**TASK DIRECTIONS**
Copy out, word for word, the lines from the start of the data below through the line containing "distributed under the", and no others.

[Collected data entries]
########
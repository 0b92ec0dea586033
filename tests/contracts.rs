// RGB Engine: deterministic validation of client-side-validated asset
// contracts.
//
// SPDX-License-Identifier: Apache-2.0
//
// Written in 2019-2025 by
//     Dr Maxim Orlovsky <orlovsky@lnp-bp.org>
//
// Copyright (C) 2019-2025 LNP/BP Standards Association. All rights reserved.
// Copyright (C) 2019-2025 Dr Maxim Orlovsky. All rights reserved.
//
// Licensed under the Apache License, Version 2.0 (the "License");
// you may not use this file except in compliance with the License.
// You may obtain a copy of the License at
//
//     http://www.apache.org/licenses/LICENSE-2.0
//
// Unless required by applicable law or agreed to in writing, software
// distributed under the License is distributed on an "AS IS" BASIS,
// WITHOUT WARRANTIES OR CONDITIONS OF ANY KIND, either express or implied.
// See the License for the specific language governing permissions and
// limitations under the License.

//! End-to-end contract lifecycles run through the validation engine.

use rgbengine::ifaces::{
    self, GS_BURNED, GS_FRACTIONS, GS_ISSUED, GS_NAME, GS_PRECISION, GS_TICKER, OS_AMOUNT,
    OS_FRACTION, OS_INFLATION, OS_RENOMINATION, TS_BURN, TS_INFLATE, TS_RENOMINATE, TS_TRANSFER,
};
use rgbengine::validation::{Engine, Failure, Outcome, Step};
use rgbengine::{
    Allocation, Amount, AuthToken, ContractId, FieldValue, MaybeKnown, Operation, Opout,
    OwnedFraction, OwnedState, TokenIndex,
};

fn auth(seed: u8) -> AuthToken { AuthToken::from_array([seed; 32]) }

fn rgb20_engine() -> (Engine, Operation, ContractId) {
    let mut engine = Engine::new();
    let schema_id = engine
        .register_schema(ifaces::rgb20::non_inflatable())
        .unwrap();
    let genesis = Operation::genesis(schema_id)
        .add_global(GS_NAME, "Test asset")
        .add_global(GS_TICKER, "TEST")
        .add_global(GS_PRECISION, 8u64)
        .add_global(GS_ISSUED, 1000u64)
        .add_assignment(OS_AMOUNT, Amount::with(1000), auth(1));
    let contract_id = ContractId::from(genesis.id());
    (engine, genesis, contract_id)
}

#[test]
fn fungible_issue_and_transfer() {
    let (mut engine, genesis, contract_id) = rgb20_engine();
    engine.submit(genesis.clone()).unwrap();

    let transfer = Operation::transition(contract_id, TS_TRANSFER)
        .add_input(Opout::new(genesis.id(), 0))
        .add_assignment(OS_AMOUNT, Amount::with(600), auth(2))
        .add_assignment(OS_AMOUNT, Amount::with(400), auth(3));
    let outcome = engine.submit(transfer.clone()).unwrap();
    assert!(matches!(outcome, Outcome::Committed { .. }));

    let state = engine.contract(contract_id).unwrap().state();
    assert_eq!(state.unspent_sum(OS_AMOUNT), Some(1000));
    assert!(state.owned(Opout::new(genesis.id(), 0)).unwrap().is_spent());
}

#[test]
fn inflating_transfer_is_rejected() {
    let (mut engine, genesis, contract_id) = rgb20_engine();
    engine.submit(genesis.clone()).unwrap();
    let transfer = Operation::transition(contract_id, TS_TRANSFER)
        .add_input(Opout::new(genesis.id(), 0))
        .add_assignment(OS_AMOUNT, Amount::with(600), auth(2))
        .add_assignment(OS_AMOUNT, Amount::with(500), auth(3));

    let rejection = engine.submit(transfer.clone()).unwrap_err();
    assert_eq!(rejection.step, Step::PredicateChecked);
    assert_eq!(
        rejection.failure,
        Failure::PredicateFailed(transfer.id(), "inflation".into())
    );
    // A rejected operation must leave no trace in the contract.
    let contract = engine.contract(contract_id).unwrap();
    assert_eq!(contract.graph().len(), 1);
    assert!(!contract
        .state()
        .owned(Opout::new(genesis.id(), 0))
        .unwrap()
        .is_spent());
}

#[test]
fn conservation_holds_across_transfer_chains() {
    let (mut engine, genesis, contract_id) = rgb20_engine();
    engine.submit(genesis.clone()).unwrap();

    let split = Operation::transition(contract_id, TS_TRANSFER)
        .add_input(Opout::new(genesis.id(), 0))
        .add_assignment(OS_AMOUNT, Amount::with(250), auth(2))
        .add_assignment(OS_AMOUNT, Amount::with(750), auth(3));
    engine.submit(split.clone()).unwrap();

    let merge = Operation::transition(contract_id, TS_TRANSFER)
        .add_input(Opout::new(split.id(), 0))
        .add_input(Opout::new(split.id(), 1))
        .add_assignment(OS_AMOUNT, Amount::with(1000), auth(4));
    engine.submit(merge).unwrap();

    let state = engine.contract(contract_id).unwrap().state();
    assert_eq!(state.unspent_sum(OS_AMOUNT), Some(1000));
    assert_eq!(
        engine.query(contract_id, "circulating").unwrap(),
        MaybeKnown::Known(Amount::with(1000))
    );
}

#[test]
fn double_spend_commits_exactly_one() {
    let (mut engine, genesis, contract_id) = rgb20_engine();
    engine.submit(genesis.clone()).unwrap();
    let prev = Opout::new(genesis.id(), 0);

    let first = Operation::transition(contract_id, TS_TRANSFER)
        .add_input(prev)
        .add_assignment(OS_AMOUNT, Amount::with(1000), auth(2));
    let second = Operation::transition(contract_id, TS_TRANSFER)
        .add_input(prev)
        .add_assignment(OS_AMOUNT, Amount::with(1000), auth(3));

    let verdicts = engine.submit_all([first.clone(), second.clone()]);
    assert!(matches!(verdicts[0], Ok(Outcome::Committed { .. })));
    let rejection = verdicts[1].as_ref().unwrap_err();
    assert_eq!(rejection.step, Step::Bound);
    assert_eq!(
        rejection.failure,
        Failure::DoubleSpend(second.id(), prev, first.id())
    );
}

#[test]
fn resubmission_is_a_noop() {
    let (mut engine, genesis, contract_id) = rgb20_engine();
    engine.submit(genesis.clone()).unwrap();
    let transfer = Operation::transition(contract_id, TS_TRANSFER)
        .add_input(Opout::new(genesis.id(), 0))
        .add_assignment(OS_AMOUNT, Amount::with(1000), auth(2));
    engine.submit(transfer.clone()).unwrap();

    assert_eq!(
        engine.submit(transfer.clone()).unwrap(),
        Outcome::Duplicate(transfer.id())
    );
    assert_eq!(engine.contract(contract_id).unwrap().graph().len(), 2);
}

#[test]
fn nft_fractions_must_complete_the_whole() {
    let mut engine = Engine::new();
    let schema_id = engine
        .register_schema(ifaces::rgb21::fractional())
        .unwrap();

    let token = TokenIndex::with(1);
    let complete = Operation::genesis(schema_id)
        .add_global(GS_NAME, "Artwork")
        .add_global(GS_FRACTIONS, 10u64)
        .add_assignment(
            OS_FRACTION,
            Allocation::with(token, OwnedFraction::with(5)),
            auth(1),
        )
        .add_assignment(
            OS_FRACTION,
            Allocation::with(token, OwnedFraction::with(5)),
            auth(2),
        );
    engine.submit(complete).unwrap();

    let incomplete = Operation::genesis(schema_id)
        .add_global(GS_NAME, "Artwork II")
        .add_global(GS_FRACTIONS, 10u64)
        .add_assignment(
            OS_FRACTION,
            Allocation::with(token, OwnedFraction::with(5)),
            auth(1),
        )
        .add_assignment(
            OS_FRACTION,
            Allocation::with(token, OwnedFraction::with(4)),
            auth(2),
        );
    let rejection = engine.submit(incomplete.clone()).unwrap_err();
    assert_eq!(
        rejection.failure,
        Failure::PredicateFailed(incomplete.id(), "incompleteFractions".into())
    );
}

#[test]
fn multi_token_genesis_requires_each_token_complete() {
    let mut engine = Engine::new();
    let schema_id = engine
        .register_schema(ifaces::rgb21::fractional())
        .unwrap();

    // Two tokens whose units add up to the whole, yet each individually
    // incomplete.
    let incomplete = Operation::genesis(schema_id)
        .add_global(GS_NAME, "Diptych")
        .add_global(GS_FRACTIONS, 10u64)
        .add_assignment(
            OS_FRACTION,
            Allocation::with(TokenIndex::with(1), OwnedFraction::with(6)),
            auth(1),
        )
        .add_assignment(
            OS_FRACTION,
            Allocation::with(TokenIndex::with(2), OwnedFraction::with(4)),
            auth(2),
        );
    let rejection = engine.submit(incomplete.clone()).unwrap_err();
    assert_eq!(
        rejection.failure,
        Failure::PredicateFailed(incomplete.id(), "incompleteFractions".into())
    );

    // Every token complete, with one of them split across two holders.
    let complete = Operation::genesis(schema_id)
        .add_global(GS_NAME, "Diptych")
        .add_global(GS_FRACTIONS, 10u64)
        .add_assignment(
            OS_FRACTION,
            Allocation::with(TokenIndex::with(1), OwnedFraction::with(10)),
            auth(1),
        )
        .add_assignment(
            OS_FRACTION,
            Allocation::with(TokenIndex::with(2), OwnedFraction::with(6)),
            auth(2),
        )
        .add_assignment(
            OS_FRACTION,
            Allocation::with(TokenIndex::with(2), OwnedFraction::with(4)),
            auth(3),
        );
    engine.submit(complete).unwrap();
}

#[test]
fn nft_transfer_cannot_swap_token_identity() {
    let mut engine = Engine::new();
    let schema_id = engine
        .register_schema(ifaces::rgb21::fractional())
        .unwrap();
    let genesis = Operation::genesis(schema_id)
        .add_global(GS_NAME, "Collection")
        .add_global(GS_FRACTIONS, 10u64)
        .add_assignment(
            OS_FRACTION,
            Allocation::with(TokenIndex::with(1), OwnedFraction::with(10)),
            auth(1),
        )
        .add_assignment(
            OS_FRACTION,
            Allocation::with(TokenIndex::with(2), OwnedFraction::with(10)),
            auth(2),
        );
    let contract_id = ContractId::from(genesis.id());
    engine.submit(genesis.clone()).unwrap();

    // Re-emitting the consumed units under a fresh token index would mint a
    // token which was never part of the collection.
    let swap = Operation::transition(contract_id, TS_TRANSFER)
        .add_input(Opout::new(genesis.id(), 0))
        .add_assignment(
            OS_FRACTION,
            Allocation::with(TokenIndex::with(3), OwnedFraction::with(10)),
            auth(3),
        );
    let rejection = engine.submit(swap.clone()).unwrap_err();
    assert_eq!(rejection.step, Step::PredicateChecked);
    assert_eq!(
        rejection.failure,
        Failure::PredicateFailed(swap.id(), "inflation".into())
    );

    // Rebalancing units between existing tokens is equally denied.
    let rebalance = Operation::transition(contract_id, TS_TRANSFER)
        .add_input(Opout::new(genesis.id(), 0))
        .add_input(Opout::new(genesis.id(), 1))
        .add_assignment(
            OS_FRACTION,
            Allocation::with(TokenIndex::with(1), OwnedFraction::with(15)),
            auth(3),
        )
        .add_assignment(
            OS_FRACTION,
            Allocation::with(TokenIndex::with(2), OwnedFraction::with(5)),
            auth(4),
        );
    let rejection = engine.submit(rebalance.clone()).unwrap_err();
    assert_eq!(
        rejection.failure,
        Failure::PredicateFailed(rebalance.id(), "inflation".into())
    );

    // The same units under the same token index change hands freely.
    let transfer = Operation::transition(contract_id, TS_TRANSFER)
        .add_input(Opout::new(genesis.id(), 0))
        .add_assignment(
            OS_FRACTION,
            Allocation::with(TokenIndex::with(1), OwnedFraction::with(10)),
            auth(3),
        );
    assert!(matches!(
        engine.submit(transfer).unwrap(),
        Outcome::Committed { .. }
    ));
}

#[test]
fn undeclared_fractions_default_to_indivisible() {
    let mut engine = Engine::new();
    let schema_id = engine
        .register_schema(ifaces::rgb21::fractional())
        .unwrap();
    let token = TokenIndex::with(1);

    let indivisible = Operation::genesis(schema_id)
        .add_global(GS_NAME, "Singleton")
        .add_assignment(
            OS_FRACTION,
            Allocation::with(token, OwnedFraction::with(1)),
            auth(1),
        );
    engine.submit(indivisible).unwrap();

    let oversized = Operation::genesis(schema_id)
        .add_global(GS_NAME, "Singleton II")
        .add_assignment(
            OS_FRACTION,
            Allocation::with(token, OwnedFraction::with(2)),
            auth(1),
        );
    let rejection = engine.submit(oversized.clone()).unwrap_err();
    assert_eq!(
        rejection.failure,
        Failure::PredicateFailed(oversized.id(), "incompleteFractions".into())
    );
}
########
**FINISHED TASK**
repository 0b92ec0dea586033
filename tests/contracts.rs
// RGB Engine: deterministic validation of client-side-validated asset
// contracts.
//
// SPDX-License-Identifier: Apache-2.0
//
// Written in 2019-2025 by
//     Dr Maxim Orlovsky <orlovsky@lnp-bp.org>
//
// Copyright (C) 2019-2025 LNP/BP Standards Association. All rights reserved.
// Copyright (C) 2019-2025 Dr Maxim Orlovsky. All rights reserved.
//
// Licensed under the Apache License, Version 2.0 (the "License");
// you may not use this file except in compliance with the License.
// You may obtain a copy of the License at
//
//     http://www.apache.org/licenses/LICENSE-2.0
//
// Unless required by applicable law or agreed to in writing, software
// distributed under the License is distributed on an "AS IS" BASIS,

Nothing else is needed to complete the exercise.